Terjebak Krisis Ekonomi: Penghasilan Seret, Pengeluaran Meroket?
Fenomena kontradiktif yang tengah menghantui masyarakat Indonesia adalah kesulitan dalam mencari nafkah di tengah derasnya arus pengeluaran. Ungkapan klasik, "uang makin susah dicari, makin mudah dihabiskan," menemukan relevansinya dalam potret ekonomi saat ini.
Ekonom dari Center of Economic and Law Studies (CELIOS), Bhima Yudhistira, menyoroti perlambatan pertumbuhan simpanan perorangan sebagai indikasi kesulitan finansial masyarakat. Data ini mengisyaratkan bahwa sebagian besar pendapatan habis untuk memenuhi kebutuhan sehari-hari, menyisakan sedikit atau bahkan tidak ada ruang untuk menabung. Gelombang pemutusan hubungan kerja (PHK) yang terus berlanjut semakin memperburuk situasi, mempersempit lapangan pekerjaan dan sumber penghasilan.
"Pertumbuhan simpanan individu melambat, dan jumlah PHK tahun lalu mencapai lebih dari 70 ribu. Tahun ini, angkanya bisa mencapai 280 ribu," ujar Bhima.
Di sisi lain, tingkat konsumsi rumah tangga yang masih tinggi, mencapai lebih dari 50% dari Produk Domestik Bruto (PDB), menunjukkan bahwa pengeluaran masyarakat tetap besar. Ketidakseimbangan antara pendapatan yang menurun dan konsumsi yang tinggi menyebabkan dompet semakin cepat kosong.
"Porsi konsumsi rumah tangga masih lebih dari 50% dari total ekonomi. Jadi, ada ketidakseimbangan antara sulitnya mencari pekerjaan, penurunan pendapatan, dan tingginya konsumsi," jelasnya.
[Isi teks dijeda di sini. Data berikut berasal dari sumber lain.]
//! Focus Guard - a persistent focus timer that blocks distracting sites
//! 
//! The timer authority owns the single canonical timer record, persists it
//! after every change and keeps the blocking rules in step with the current
//! phase. Control surfaces come and go and always re-derive what they show
//! from the authority or its snapshot.

pub mod api;
pub mod blocking;
pub mod bootstrap;
pub mod config;
pub mod control;
pub mod error;
pub mod services;
pub mod state;
pub mod tasks;
pub mod utils;

// Re-export commonly used types
pub use config::Config;
pub use error::{GuardError, Result};
pub use state::{AppState, Authority};
pub use api::create_router;
pub use utils::signals::shutdown_signal;
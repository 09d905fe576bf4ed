//! Persisted timer snapshot

use std::{
    fs,
    io::ErrorKind,
    path::{Path, PathBuf},
    sync::{
        atomic::{AtomicBool, Ordering},
        Arc, Mutex,
    },
};
use tracing::debug;

use super::TimerState;
use crate::{
    error::{GuardError, Result},
    utils::atomic_write,
};

/// File name of the single snapshot record inside the state directory
pub const SNAPSHOT_FILE: &str = "timer_state.json";

/// Single-key storage for the canonical timer record.
///
/// Only the authority writes; control surfaces only ever call `load`.
pub trait SnapshotStore: Send {
    fn load(&self) -> Result<Option<TimerState>>;
    fn save(&self, state: &TimerState) -> Result<()>;
}

/// Snapshot stored as one JSON document on disk
#[derive(Debug, Clone)]
pub struct JsonFileStore {
    path: PathBuf,
}

impl JsonFileStore {
    pub fn new(path: impl Into<PathBuf>) -> Self {
        Self { path: path.into() }
    }

    /// Store placed at the conventional file name inside `state_dir`
    pub fn in_dir(state_dir: &Path) -> Self {
        Self::new(state_dir.join(SNAPSHOT_FILE))
    }

    pub fn path(&self) -> &Path {
        &self.path
    }
}

impl SnapshotStore for JsonFileStore {
    fn load(&self) -> Result<Option<TimerState>> {
        let raw = match fs::read_to_string(&self.path) {
            Ok(raw) => raw,
            Err(e) if e.kind() == ErrorKind::NotFound => {
                debug!("No snapshot at {}", self.path.display());
                return Ok(None);
            }
            Err(e) => return Err(e.into()),
        };
        Ok(Some(serde_json::from_str(&raw)?))
    }

    fn save(&self, state: &TimerState) -> Result<()> {
        let json = serde_json::to_vec_pretty(state)?;
        atomic_write(&self.path, &json)?;
        Ok(())
    }
}

/// In-process snapshot for ephemeral runs.
///
/// Clones share the same record, so a clone can act as a reader the way a
/// control surface reads the file store.
#[derive(Debug, Clone, Default)]
pub struct MemoryStore {
    record: Arc<Mutex<Option<TimerState>>>,
    failing: Arc<AtomicBool>,
}

impl MemoryStore {
    pub fn new() -> Self {
        Self::default()
    }

    pub fn with_snapshot(state: TimerState) -> Self {
        let store = Self::default();
        if let Ok(mut record) = store.record.lock() {
            *record = Some(state);
        }
        store
    }

    /// Make every subsequent read and write fail
    pub fn set_failing(&self, failing: bool) {
        self.failing.store(failing, Ordering::SeqCst);
    }

    fn check(&self) -> Result<()> {
        if self.failing.load(Ordering::SeqCst) {
            return Err(GuardError::Unavailable("snapshot store"));
        }
        Ok(())
    }
}

impl SnapshotStore for MemoryStore {
    fn load(&self) -> Result<Option<TimerState>> {
        self.check()?;
        self.record
            .lock()
            .map(|record| record.clone())
            .map_err(|_| GuardError::LockPoisoned("snapshot record"))
    }

    fn save(&self, state: &TimerState) -> Result<()> {
        self.check()?;
        let mut record = self.record
            .lock()
            .map_err(|_| GuardError::LockPoisoned("snapshot record"))?;
        *record = Some(state.clone());
        Ok(())
    }
}
//! Control surface module
//! 
//! The ephemeral client side: reconciles with the authority on every open and
//! forwards user commands over the command channel.

pub mod link;
pub mod surface;

pub use link::{AuthorityLink, Command, HttpLink, LocalLink, QUERY_TIMEOUT};
pub use surface::{ControlSurface, View, ViewSource};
Lonjakan utang, terutama melalui pinjaman online (pinjol), menjadi indikasi lain dari kesulitan finansial. Masyarakat terpaksa bergantung pada pinjaman untuk memenuhi kebutuhan hidup, menandakan bahwa uang yang diperoleh tidak mencukupi.
"Di tengah sulitnya mencari pekerjaan, angka pinjol melonjak signifikan. Ini adalah tanda yang tidak sehat. Kredit juga dapat dihitung sebagai tanda konsumtif," imbuhnya.
Senada dengan Bhima, Direktur Eksekutif Segara Research Institute, Piter Abdullah, menyoroti dampak PHK dan pelemahan daya beli terhadap pendapatan Usaha Mikro, Kecil, dan Menengah (UMKM). Ia menekankan bahwa mencari uang memang selalu sulit, namun kondisi ekonomi saat ini semakin memperburuk keadaan.
"Mencari uang memang selalu sulit. Namun, kondisi ekonomi saat ini menyebabkan banyak PHK. Investasi yang sulit dan terbatasnya peluang kerja semakin memperburuk keadaan. Mencari uang tetaplah sulit," kata Piter.
"Kondisi perekonomian sedang menurun. Mencari pekerjaan sulit, dan memulai usaha juga tidak mudah untuk mendapatkan keuntungan," sambungnya.
Piter juga menyoroti peningkatan pengeluaran masyarakat akibat munculnya pos-pos pengeluaran baru, seperti biaya internet. Hal ini berkontribusi pada persepsi bahwa uang lebih mudah dihabiskan daripada dicari, meskipun ia menekankan bahwa gaya hidup individu juga berperan.
"Di tengah keterbatasan pendapatan, biaya-biaya semakin tinggi dan kompleks. Dulu kita tidak perlu biaya internet, sekarang kita butuh. Situasinya memang kompleks," terangnya.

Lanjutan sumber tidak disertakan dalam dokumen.